** Instructions for the task **
A complete answer includes every line below with the word "return".

** Supplied material **
'''

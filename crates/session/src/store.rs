//! Bounded in-memory session store.
//!
//! Records live in a `moka` cache. Each record is evicted when its own
//! expiry date passes, and the least valuable records are evicted once the
//! cache holds `max_sessions` entries, so anonymous traffic cannot grow the
//! store without limit.

use std::time::{Duration, Instant};

use async_trait::async_trait;
use moka::Expiry;
use moka::future::Cache;
use tower_sessions::SessionStore;
use tower_sessions::cookie::time::OffsetDateTime;
use tower_sessions::session::{Id, Record};
use tower_sessions::session_store;

/// Time left before `record` expires, zero when already past.
fn time_to_live(record: &Record) -> Duration {
    Duration::try_from(record.expiry_date - OffsetDateTime::now_utc()).unwrap_or(Duration::ZERO)
}

/// Per-record expiry: a record lives until its own expiry date, which is
/// pushed back every time the session is saved.
struct RecordExpiry;

impl Expiry<Id, Record> for RecordExpiry {
    fn expire_after_create(&self, _id: &Id, record: &Record, _created_at: Instant) -> Option<Duration> {
        Some(time_to_live(record))
    }

    fn expire_after_update(
        &self,
        _id: &Id,
        record: &Record,
        _updated_at: Instant,
        _duration_until_expiry: Option<Duration>,
    ) -> Option<Duration> {
        Some(time_to_live(record))
    }
}

/// Session store backed by a size-bounded cache with per-record expiry.
///
/// Cheap to clone; clones share the same cache.
#[derive(Clone)]
pub struct SessionCache {
    cache: Cache<Id, Record>,
}

impl SessionCache {
    /// Create a store holding at most `max_sessions` sessions.
    #[must_use]
    pub fn new(max_sessions: u64) -> Self {
        Self {
            cache: Cache::builder()
                .name("sessions")
                .max_capacity(max_sessions)
                .expire_after(RecordExpiry)
                .build(),
        }
    }

    /// Number of stored sessions, after pending evictions have run.
    pub async fn len(&self) -> u64 {
        self.cache.run_pending_tasks().await;
        self.cache.entry_count()
    }

    /// Whether no session is stored.
    pub async fn is_empty(&self) -> bool {
        self.len().await == 0
    }
}

impl std::fmt::Debug for SessionCache {
    fn fmt(&self, f: &mut std::fmt::Formatter<'_>) -> std::fmt::Result {
        f.debug_struct("SessionCache")
            .field("entries", &self.cache.entry_count())
            .finish()
    }
}

#[async_trait]
impl SessionStore for SessionCache {
    async fn create(&self, record: &mut Record) -> session_store::Result<()> {
        while self.cache.contains_key(&record.id) {
            record.id = Id::default();
        }
        self.cache.insert(record.id, record.clone()).await;
        Ok(())
    }

    async fn save(&self, record: &Record) -> session_store::Result<()> {
        self.cache.insert(record.id, record.clone()).await;
        Ok(())
    }

    async fn load(&self, session_id: &Id) -> session_store::Result<Option<Record>> {
        Ok(self
            .cache
            .get(session_id)
            .await
            .filter(|record| record.expiry_date > OffsetDateTime::now_utc()))
    }

    async fn delete(&self, session_id: &Id) -> session_store::Result<()> {
        self.cache.invalidate(session_id).await;
        Ok(())
    }
}
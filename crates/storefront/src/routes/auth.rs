//! Sign-in and sign-out route handlers.
//!
//! Passwords are checked by the hosted auth service; the storefront only
//! keeps the resulting identity and access token in the session.

use askama::Template;
use askama_web::WebTemplate;
use axum::{
    Form,
    extract::State,
    http::StatusCode,
    response::{IntoResponse, Redirect, Response},
};
use fashion_store_core::Email;
use fashion_store_data::DataError;
use secrecy::SecretString;
use serde::Deserialize;
use tracing::instrument;

use super::Layout;
use crate::error::{Result, clear_sentry_user, set_sentry_user};
use crate::filters;
use crate::middleware::{OptionalAuth, SessionCart};
use crate::models::Flash;
use crate::models::session::{self, SessionError, set_flash};
use crate::state::AppState;

/// Login form data.
#[derive(Deserialize)]
pub struct LoginForm {
    pub email: String,
    pub password: String,
}

/// Login page template.
#[derive(Template, WebTemplate)]
#[template(path = "auth/login.html")]
pub struct LoginTemplate {
    pub layout: Layout,
    pub email: String,
    pub error: Option<String>,
}

/// Display the login page.
pub async fn login_page(
    State(state): State<AppState>,
    OptionalAuth(user): OptionalAuth,
    cart: SessionCart,
) -> Response {
    if user.is_some() {
        return Redirect::to("/").into_response();
    }

    LoginTemplate {
        layout: Layout::new(&state, None, &cart).await,
        email: String::new(),
        error: None,
    }
    .into_response()
}

/// Handle a sign-in attempt.
#[instrument(skip(state, cart, form), fields(email = %form.email))]
pub async fn login(
    State(state): State<AppState>,
    cart: SessionCart,
    Form(form): Form<LoginForm>,
) -> Result<Response> {
    let rerender = |status: StatusCode, message: &str, layout: Layout| {
        (
            status,
            LoginTemplate {
                layout,
                email: form.email.clone(),
                error: Some(message.to_string()),
            },
        )
            .into_response()
    };

    let Ok(email) = Email::parse(&form.email) else {
        let layout = Layout::new(&state, None, &cart).await;
        return Ok(rerender(
            StatusCode::BAD_REQUEST,
            "Adresse email invalide",
            layout,
        ));
    };

    let password = SecretString::from(form.password.clone());
    match session::sign_in(cart.session(), state.data(), &email, &password).await {
        Ok(user) => {
            set_sentry_user(&user.identity.user_id, Some(user.identity.email.as_str()));
            set_flash(cart.session(), Flash::success("Connexion réussie")).await?;
            Ok(Redirect::to("/").into_response())
        }
        Err(SessionError::Data(DataError::InvalidCredentials)) => {
            let layout = Layout::new(&state, None, &cart).await;
            Ok(rerender(
                StatusCode::UNAUTHORIZED,
                "Email ou mot de passe incorrect",
                layout,
            ))
        }
        Err(SessionError::Data(e)) => {
            tracing::error!(error = %e, "Sign-in failed");
            let layout = Layout::new(&state, None, &cart).await;
            Ok(rerender(
                StatusCode::BAD_GATEWAY,
                "Service d'authentification indisponible, réessayez plus tard",
                layout,
            ))
        }
        Err(SessionError::Store(e)) => Err(e.into()),
    }
}

/// Handle sign-out.
///
/// If the auth service cannot revoke the token the visitor stays signed in
/// and is told so.
#[instrument(skip(state, user, cart))]
pub async fn logout(
    State(state): State<AppState>,
    OptionalAuth(user): OptionalAuth,
    cart: SessionCart,
) -> Result<Redirect> {
    let Some(user) = user else {
        return Ok(Redirect::to("/"));
    };

    let flash = match session::sign_out(cart.session(), state.data(), &user).await {
        Ok(()) => {
            clear_sentry_user();
            Flash::info("Vous êtes déconnecté")
        }
        Err(e) => {
            tracing::warn!(error = %e, "Sign-out failed, session kept");
            Flash::error("La déconnexion a échoué, réessayez")
        }
    };

    set_flash(cart.session(), flash).await?;
    Ok(Redirect::to("/"))
}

'''

** Solution to this task **
        return Redirect::to("/").into_response();
        return Ok(rerender(
        return Ok(Redirect::to("/"));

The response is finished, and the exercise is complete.